Zwrócił uwagę na fragment polichromii w katedrze płockiej, autorstwa Władysława Drapiewskiego, która przedstawia to wydarzenie: - Jezus z aureolą naznaczoną krzyżem, trzymany nad ołtarzem, na którym płoną świece - to wszystko zapowiada Jego kapłaństwo i ofiarę, dla których zstąpił na ziemię. Złoży siebie w ofierze na drzewie krzyża za zbawienie świata, spali się z miłości ku grzesznikom i otworzy niebo – interpretował duchowny.

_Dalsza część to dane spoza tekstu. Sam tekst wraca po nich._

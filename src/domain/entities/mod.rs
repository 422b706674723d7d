pub mod momo_network;
pub mod payment_attempt;
pub mod subscription;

Bp Stułkowski zaznaczył, że trwa święto Matki Bożej Gromnicznej. Uczestnicy Mszy św. mają ze sobą świece, gromnice, ich nazwa bierze się od gromu, pioruna. Gromnice stawia się w oknie w czasie burzy, zapala wtedy, gdy ktoś umiera: - To Jezus wziął na siebie największy grom: grom śmierci, grom uderzenia szatana, byśmy my mogli być wolni i szczęśliwi, byśmy mogli mieć otwarty grób – głosił hierarcha.
Podkreślił, że istotą powołania osób konsekrowanych nie jest to co zakonnicy robią, lecz to kim są: - Jesteście kimś, kto przeżywa szczególnie mocno więź z Chrystusem, kto żyje miłością niezwykłą, kto dla ludzi jest przypomnieniem i znakiem powołania do wiecznej miłości - powiedział biskup.
- Potrzebujemy was - zaakcentował bp Stułkowski. - Kościół nie może żyć bez was pełnym życiem. Bez was nie może być czytelnym znakiem pośród świata. Potrzebuje was jako dowodu tego, że całkowite oddanie Bogu ma sens. Świat zagrożony przez zalew spraw nieważnych i przemijających potrzebuje świadectwa nieograniczonej i bezinteresownej miłości – uważał kaznodzieja.
W czasie Mszy św. w katedrze osoby zakonne i konsekrowane odnowiły także swoje śluby i przyrzeczenia.
W katedrze obecni byli przedstawiciele zgromadzeń zakonnych z diecezji płockiej, wspólnota Wyższego Seminarium Duchownego w Płocku z rektorem ks. prał. dr. Markiem Jaroszem, duchowieństwo, wierni miasta Płocka. Po Mszy św. jej uczestnicy przeszli do Opactwa Pobenedyktyńskiego na agapę.
Koordynatorami diecezjalnych obchodów Dnia Życia Konsekrowanego byli: ks. Marek Tomulczuk SAC, diecezjalny referent ds. Instytutów Życia Konsekrowanego i Stowarzyszeń Życia Apostolskiego, proboszcz parafii pw. św. Benedykta w Sierpcu, s. Dominika Burnos MSC ze Zgromadzenia Sióstr Misjonarek Krwi Chrystusa (dom zakonny w Rogozinie koło Płocka), referentka odpowiedzialna za zakony żeńskie i o. Wiesław Wiśniewski CP, pasjonista z Przasnysza, referent odpowiedzialny za zakony męskie.
Na terenie diecezji płockiej swoje domy zakonne ma 19 zgromadzeń zakonnych (12 żeńskich i 7 męskich), w tym 2 żeńskie kontemplacyjne: są to benedyktynki w Sierpcu i klaryski kapucynki w Przasnyszu. W diecezji posługuje około 180 sióstr zakonnych i około 60 braci zakonnych. Ponadto w diecezji jest 10 wdów konsekrowanych oraz są 4 dziewice konsekrowane.